With Germany holding fast to the line that the ESM must not take on “legacy” debts in Ireland or any other country, France is pushing hard for a bigger effort to break the link between bank and sovereign debt.
The French position will strengthen the Government’s hand after a week in which Germany aligned with Finland and the Netherlands to say the ESM should bear only losses incurred under the fund’s supervision.
At a time of strain in the Fine Gael-Labour Coalition, this marked a big setback to Dublin’s long campaign to ease the burden on the State of the €64 billion banking bailout.

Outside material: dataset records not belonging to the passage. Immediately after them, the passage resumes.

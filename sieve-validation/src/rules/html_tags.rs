use super::check_text;
use crate::{Params, Rule, RuleMeta, html};
use serde_json::Value;

/// Passes when the value contains no HTML tags other than the allowed `tags`
#[derive(Debug, Clone)]
pub struct HtmlTags {
    meta: RuleMeta,
    allowed: Vec<String>,
}

impl HtmlTags {
    pub const NAME: &'static str = "HtmlTags";
    pub const DEFAULT_ERROR: &'static str = "TEXT_NOT_VALID_ERROR";

    pub fn new(params: Params) -> Self {
        let allowed = params
            .get("tags")
            .map(|tags| html::tag_names(tags.as_list()))
            .unwrap_or_default();

        Self {
            meta: RuleMeta::new(params, Self::DEFAULT_ERROR),
            allowed,
        }
    }
}

impl Rule for HtmlTags {
    fn name(&self) -> &str {
        Self::NAME
    }

    fn meta(&self) -> &RuleMeta {
        &self.meta
    }

    fn meta_mut(&mut self) -> &mut RuleMeta {
        &mut self.meta
    }

    fn validate(&self, value: &Value) -> bool {
        check_text(value, |text| html::strip_tags(text, &self.allowed) == text)
    }
}
// Rule and filter builders

use crate::{Descriptor, Filter, Params, Registry, Result, Rule};
use std::sync::Arc;

/// Builds rules from descriptors or class names
///
/// ```
/// use sieve_validation::RuleBuilder;
/// use serde_json::json;
///
/// let builder = RuleBuilder::default();
/// let rule = builder.create_rule("regexp:exp=/^[0-9]+$/", None).unwrap();
/// assert!(rule.validate(&json!("123")));
/// assert!(!rule.validate(&json!("12a")));
/// assert_eq!(rule.error(), "REGEXP_NOT_VALID_ERROR");
/// ```
#[derive(Debug, Clone)]
pub struct RuleBuilder {
    registry: Arc<Registry>,
}

impl RuleBuilder {
    pub fn new(registry: Arc<Registry>) -> Self {
        Self { registry }
    }

    pub fn registry(&self) -> &Arc<Registry> {
        &self.registry
    }

    /// Parse a descriptor without building the rule
    pub fn parse_descriptor(&self, descriptor: &str) -> Result<Descriptor> {
        Descriptor::parse(descriptor)
    }

    /// Build a rule from a descriptor, overriding its error code when `error`
    /// is given and non-empty
    pub fn create_rule(&self, descriptor: &str, error: Option<&str>) -> Result<Box<dyn Rule>> {
        let parsed = Descriptor::parse(descriptor).inspect_err(|e| {
            tracing::warn!("Rejected rule descriptor: {}", e);
        })?;

        let mut rule = self.build(&parsed.class_name, parsed.params)?;
        if let Some(code) = error {
            rule.set_error(code);
        }

        Ok(rule)
    }

    /// Build one rule per descriptor, failing on the first invalid one
    pub fn create_rules<I, S>(&self, descriptors: I) -> Result<Vec<Box<dyn Rule>>>
    where
        I: IntoIterator<Item = S>,
        S: AsRef<str>,
    {
        descriptors
            .into_iter()
            .map(|descriptor| self.create_rule(descriptor.as_ref(), None))
            .collect()
    }

    /// Build a rule from a class name and parameters
    pub fn build(&self, class_name: &str, params: Params) -> Result<Box<dyn Rule>> {
        self.registry.create_rule(class_name, params)
    }
}

impl Default for RuleBuilder {
    fn default() -> Self {
        Self::new(Registry::shared())
    }
}

/// Builds filters from descriptors or class names
#[derive(Debug, Clone)]
pub struct FilterBuilder {
    registry: Arc<Registry>,
}

impl FilterBuilder {
    pub fn new(registry: Arc<Registry>) -> Self {
        Self { registry }
    }

    pub fn registry(&self) -> &Arc<Registry> {
        &self.registry
    }

    /// Build a filter from a descriptor such as `sanitize:tags=script,style`
    pub fn create_filter(&self, descriptor: &str) -> Result<Box<dyn Filter>> {
        let parsed = Descriptor::parse(descriptor).inspect_err(|e| {
            tracing::warn!("Rejected filter descriptor: {}", e);
        })?;

        self.build(&parsed.class_name, parsed.params)
    }

    /// Build a filter from a class name and parameters
    pub fn build(&self, class_name: &str, params: Params) -> Result<Box<dyn Filter>> {
        self.registry.create_filter(class_name, params)
    }
}

impl Default for FilterBuilder {
    fn default() -> Self {
        Self::new(Registry::shared())
    }
}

The divisions between Germany and France over Ireland come as they move together to advance plans for a European tax on financial transactions. Following the failure to achieve unanimous EU backing for such a tax, the two countries sought support yesterday for an “enhanced co-operation” procedure in which a group of at least nine like-minded states would move ahead together.
With Britain pledged to shun such a tax, the Government has already indicated it will not participate due to fears the IFSC could lose business to the City of London.

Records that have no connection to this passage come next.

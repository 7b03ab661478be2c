//! Engine error types
//!
//! These cover configuration and construction problems only. A value that
//! fails a rule is reported as a [`FieldError`](crate::FieldError), never as an
//! [`Error`].

use thiserror::Error;

#[derive(Error, Debug)]
pub enum Error {
    /// The descriptor string does not follow `name[:key[=value][|key[=value]]...]`
    #[error("Malformed descriptor '{descriptor}': {reason}")]
    MalformedDescriptor { descriptor: String, reason: String },

    /// No rule is registered under this class name
    #[error("Unknown rule: {0}")]
    UnknownRule(String),

    /// No filter is registered under this class name
    #[error("Unknown filter: {0}")]
    UnknownFilter(String),

    /// A parameter was missing or could not be interpreted
    #[error("Invalid parameter '{param}' for {name}: {reason}")]
    InvalidParameter {
        name: String,
        param: String,
        reason: String,
    },

    /// A rule referenced a record store the registry does not know
    #[error("Unknown record store: {0}")]
    UnknownStore(String),

    /// The request body could not be decoded into a field mapping
    #[error("Invalid request body: {0}")]
    InvalidBody(String),

    #[error("Failed to load rule set: {0}")]
    ConfigLoad(String),

    #[error("Failed to parse rule set: {0}")]
    ConfigParse(String),

    #[error("IO error: {0}")]
    Io(#[from] std::io::Error),
}

impl Error {
    pub(crate) fn malformed(descriptor: &str, reason: impl Into<String>) -> Self {
        Error::MalformedDescriptor {
            descriptor: descriptor.to_string(),
            reason: reason.into(),
        }
    }

    pub(crate) fn invalid_param(name: &str, param: &str, reason: impl Into<String>) -> Self {
        Error::InvalidParameter {
            name: name.to_string(),
            param: param.to_string(),
            reason: reason.into(),
        }
    }
}

pub type Result<T> = std::result::Result<T, Error>;
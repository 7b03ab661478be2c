use super::{check_text, usize_param};
use crate::traits::is_empty_value;
use crate::{Error, Params, Result, Rule, RuleMeta};
use serde_json::Value;

/// Character length bounds on text
#[derive(Debug, Clone)]
pub struct Text {
    meta: RuleMeta,
    min: Option<usize>,
    max: Option<usize>,
}

impl Text {
    pub const NAME: &'static str = "Text";
    pub const DEFAULT_ERROR: &'static str = "TEXT_NOT_VALID_ERROR";

    pub fn new(params: Params) -> Result<Self> {
        let min = usize_param(Self::NAME, &params, "min")?;
        let max = usize_param(Self::NAME, &params, "max")?;
        if let (Some(min), Some(max)) = (min, max) {
            if min > max {
                return Err(Error::invalid_param(Self::NAME, "min", "min is greater than max"));
            }
        }

        Ok(Self {
            meta: RuleMeta::new(params, Self::DEFAULT_ERROR),
            min,
            max,
        })
    }
}

impl Rule for Text {
    fn name(&self) -> &str {
        Self::NAME
    }

    fn meta(&self) -> &RuleMeta {
        &self.meta
    }

    fn meta_mut(&mut self) -> &mut RuleMeta {
        &mut self.meta
    }

    fn validate(&self, value: &Value) -> bool {
        check_text(value, |text| {
            let length = text.chars().count();
            self.min.is_none_or(|min| length >= min) && self.max.is_none_or(|max| length <= max)
        })
    }
}

/// Rejects empty values. Always evaluated, with or without the `required` flag.
#[derive(Debug, Clone)]
pub struct Required {
    meta: RuleMeta,
}

impl Required {
    pub const NAME: &'static str = "Required";
    pub const DEFAULT_ERROR: &'static str = "FIELD_REQUIRED_ERROR";

    pub fn new(params: Params) -> Self {
        Self {
            meta: RuleMeta::new(params, Self::DEFAULT_ERROR).required(true),
        }
    }
}

impl Rule for Required {
    fn name(&self) -> &str {
        Self::NAME
    }

    fn meta(&self) -> &RuleMeta {
        &self.meta
    }

    fn meta_mut(&mut self) -> &mut RuleMeta {
        &mut self.meta
    }

    fn validate(&self, value: &Value) -> bool {
        !is_empty_value(value)
    }
}

#[cfg(test)]
mod tests {
    use super::*;
    use serde_json::json;

    #[test]
    fn test_length_bounds() {
        let rule = Text::new(Params::new().with("min", "2").with("max", "4")).unwrap();
        assert!(rule.validate(&json!("abc")));
        assert!(!rule.validate(&json!("a")));
        assert!(!rule.validate(&json!("abcde")));
    }

    #[test]
    fn test_counts_characters_not_bytes() {
        let rule = Text::new(Params::new().with("max", "3")).unwrap();
        assert!(rule.validate(&json!("äöü")));
    }

    #[test]
    fn test_unbounded_text() {
        let rule = Text::new(Params::new()).unwrap();
        assert!(rule.validate(&json!("anything")));
        assert!(!rule.validate(&json!({"nested": true})));
    }

    #[test]
    fn test_invalid_bounds() {
        assert!(Text::new(Params::new().with("min", "two")).is_err());
        assert!(Text::new(Params::new().with("min", true)).is_err());
        assert!(Text::new(Params::new().with("min", "5").with("max", "2")).is_err());
    }

    #[test]
    fn test_required_rule() {
        let rule = Required::new(Params::new());
        assert!(rule.is_required());
        assert!(rule.validate(&json!("x")));
        assert!(!rule.validate(&json!("")));
        assert!(!rule.validate(&json!(null)));
        assert!(!rule.validate(&json!([])));
    }
}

However, Dublin’s stance sets it apart from some of the major euro zone powers at a time when the Government is facing difficulty in the campaign for bank debt relief.

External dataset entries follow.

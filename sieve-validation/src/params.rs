// Rule and filter parameters

use indexmap::IndexMap;
use serde::{Deserialize, Serialize};

/// Parameter key holding a regular expression. Never split into a list.
pub const PATTERN_PARAM: &str = "exp";

/// Parameter key marking a rule as required
pub const REQUIRED_PARAM: &str = "required";

/// A single parameter value
#[derive(Debug, Clone, PartialEq, Eq, Serialize, Deserialize)]
#[serde(untagged)]
pub enum ParamValue {
    /// Bare key without `=value`, or an explicit boolean
    Flag(bool),
    Text(String),
    List(Vec<String>),
}

impl ParamValue {
    /// The value as text, if it is a single string
    pub fn as_str(&self) -> Option<&str> {
        match self {
            ParamValue::Text(text) => Some(text),
            _ => None,
        }
    }

    /// The text value, or the first list item
    pub fn first(&self) -> Option<&str> {
        match self {
            ParamValue::Text(text) => Some(text),
            ParamValue::List(items) => items.first().map(String::as_str),
            ParamValue::Flag(_) => None,
        }
    }

    /// The value as a list. A single string becomes a one-item list.
    pub fn as_list(&self) -> Vec<&str> {
        match self {
            ParamValue::Text(text) => vec![text.as_str()],
            ParamValue::List(items) => items.iter().map(String::as_str).collect(),
            ParamValue::Flag(_) => Vec::new(),
        }
    }

    /// Truthiness of the value
    pub fn as_bool(&self) -> bool {
        match self {
            ParamValue::Flag(flag) => *flag,
            ParamValue::Text(text) => !matches!(text.as_str(), "" | "0" | "false"),
            ParamValue::List(items) => !items.is_empty(),
        }
    }

    pub fn to_json(&self) -> serde_json::Value {
        match self {
            ParamValue::Flag(flag) => serde_json::Value::Bool(*flag),
            ParamValue::Text(text) => serde_json::Value::String(text.clone()),
            ParamValue::List(items) => serde_json::Value::from(items.clone()),
        }
    }
}

impl From<bool> for ParamValue {
    fn from(flag: bool) -> Self {
        ParamValue::Flag(flag)
    }
}

impl From<&str> for ParamValue {
    fn from(text: &str) -> Self {
        ParamValue::Text(text.to_string())
    }
}

impl From<String> for ParamValue {
    fn from(text: String) -> Self {
        ParamValue::Text(text)
    }
}

impl From<Vec<String>> for ParamValue {
    fn from(items: Vec<String>) -> Self {
        ParamValue::List(items)
    }
}

impl From<Vec<&str>> for ParamValue {
    fn from(items: Vec<&str>) -> Self {
        ParamValue::List(items.into_iter().map(String::from).collect())
    }
}

/// Ordered parameter bag handed to rules and filters at construction
#[derive(Debug, Clone, Default, PartialEq, Eq, Serialize, Deserialize)]
#[serde(transparent)]
pub struct Params {
    entries: IndexMap<String, ParamValue>,
}

impl Params {
    pub fn new() -> Self {
        Self::default()
    }

    /// Add a parameter, replacing an earlier one with the same key
    pub fn with(mut self, key: impl Into<String>, value: impl Into<ParamValue>) -> Self {
        self.insert(key, value);
        self
    }

    pub(crate) fn insert(&mut self, key: impl Into<String>, value: impl Into<ParamValue>) {
        self.entries.insert(key.into(), value.into());
    }

    /// Copy of the bag without `key`
    pub fn without(&self, key: &str) -> Self {
        Self {
            entries: self
                .entries
                .iter()
                .filter(|(name, _)| name.as_str() != key)
                .map(|(name, value)| (name.clone(), value.clone()))
                .collect(),
        }
    }

    pub fn get(&self, key: &str) -> Option<&ParamValue> {
        self.entries.get(key)
    }

    /// Get a parameter or fall back to `default`
    pub fn get_or<'a>(&'a self, key: &str, default: &'a ParamValue) -> &'a ParamValue {
        self.entries.get(key).unwrap_or(default)
    }

    /// Text of a parameter (first item for lists)
    pub fn get_str(&self, key: &str) -> Option<&str> {
        self.get(key).and_then(ParamValue::first)
    }

    /// Truthiness of a parameter, `false` when absent
    pub fn get_bool(&self, key: &str) -> bool {
        self.get(key).is_some_and(ParamValue::as_bool)
    }

    pub fn contains(&self, key: &str) -> bool {
        self.entries.contains_key(key)
    }

    pub fn len(&self) -> usize {
        self.entries.len()
    }

    pub fn is_empty(&self) -> bool {
        self.entries.is_empty()
    }

    pub fn iter(&self) -> impl Iterator<Item = (&str, &ParamValue)> {
        self.entries.iter().map(|(key, value)| (key.as_str(), value))
    }

    pub fn to_json(&self) -> serde_json::Value {
        serde_json::Value::Object(
            self.entries
                .iter()
                .map(|(key, value)| (key.clone(), value.to_json()))
                .collect(),
        )
    }
}

impl<K: Into<String>, V: Into<ParamValue>> FromIterator<(K, V)> for Params {
    fn from_iter<I: IntoIterator<Item = (K, V)>>(iter: I) -> Self {
        let mut params = Params::new();
        for (key, value) in iter {
            params.insert(key, value);
        }
        params
    }
}

#[cfg(test)]
mod tests {
    use super::*;

    #[test]
    fn test_get_with_default() {
        let params = Params::new().with("min", "3");
        let fallback = ParamValue::from("10");

        assert_eq!(params.get_or("min", &fallback).as_str(), Some("3"));
        assert_eq!(params.get_or("max", &fallback).as_str(), Some("10"));
    }

    #[test]
    fn test_later_keys_overwrite() {
        let params = Params::new().with("min", "1").with("min", "2");

        assert_eq!(params.len(), 1);
        assert_eq!(params.get_str("min"), Some("2"));
    }

    #[test]
    fn test_truthiness() {
        let params = Params::new()
            .with("required", true)
            .with("strict", "false")
            .with("tags", vec!["b", "i"]);

        assert!(params.get_bool("required"));
        assert!(!params.get_bool("strict"));
        assert!(params.get_bool("tags"));
        assert!(!params.get_bool("missing"));
    }

    #[test]
    fn test_first_and_list() {
        let list = ParamValue::from(vec!["a", "b"]);
        assert_eq!(list.first(), Some("a"));
        assert_eq!(list.as_list(), vec!["a", "b"]);

        let text = ParamValue::from("a");
        assert_eq!(text.as_list(), vec!["a"]);
        assert!(ParamValue::Flag(true).as_list().is_empty());
    }

    #[test]
    fn test_without_keeps_order() {
        let params = Params::new()
            .with("required", true)
            .with("min", "3")
            .with("max", "8");

        let trimmed = params.without("required");
        let keys: Vec<&str> = trimmed.iter().map(|(k, _)| k).collect();
        assert_eq!(keys, vec!["min", "max"]);
    }

    #[test]
    fn test_to_json() {
        let params = Params::new().with("tags", vec!["b", "i"]).with("required", true);
        let json = params.to_json();

        assert_eq!(json["tags"], serde_json::json!(["b", "i"]));
        assert_eq!(json["required"], serde_json::json!(true));
    }
}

Despite the hard line adopted by Germany and its allies on the deployment of the ESM to rescue banks, France remains hopeful Ireland can still secure a deal to ease the debt burden. A ranking French official said euro zone leaders were “very clear” last June when they pledged to decouple sovereign and bank debt.
The official added it was in the “spirit” of the leaders’ discussions that pre-existing or legacy losses would be dealt with.
This is the opposite of the German position, which was set out by finance minister Wolfgang Schäuble and which reflects the policy of chancellor Angela Merkel’s government.
Asked whether Ireland could still expect to secure agreement on bank debt relief, the French official said: “That’s our hope. It’s also the spirit of what was agreed in June. But there could be conditions. We have a lot of work ahead.”
The official said the June communique that cleared the way for the ESM to rescue banks took into account Ireland’s problems at that time. “That’s the spirit in which we’re working,” the official said. “For us, anything that would contradict what was agreed in June would not be right . . . We have to implement what was agreed in June.”
Like the Government and the European Commission, the French official said the statement issued by Mr Schäuble and his Finnish and Dutch counterparts should not dilute the commitment made by euro zone leaders in June.
“We are working on the basis of the statement of June 29th . . . It’s clear that it allows for the recapitalisation of banks,” the official said.
The official acknowledged legacy costs were not mentioned in the June statement, but added: “It’s not included or excluded, but it’s clear that in the spirit of the June discussions it was about the situation of the banks today. We cannot totally exclude legacy costs.”
Last night Spain said its banks would need about €60 billion in new capital after a stress test.
The completion of this exercise is the latest phase in a long process expected to culminate in an application from Madrid for further bailout aid from Europe.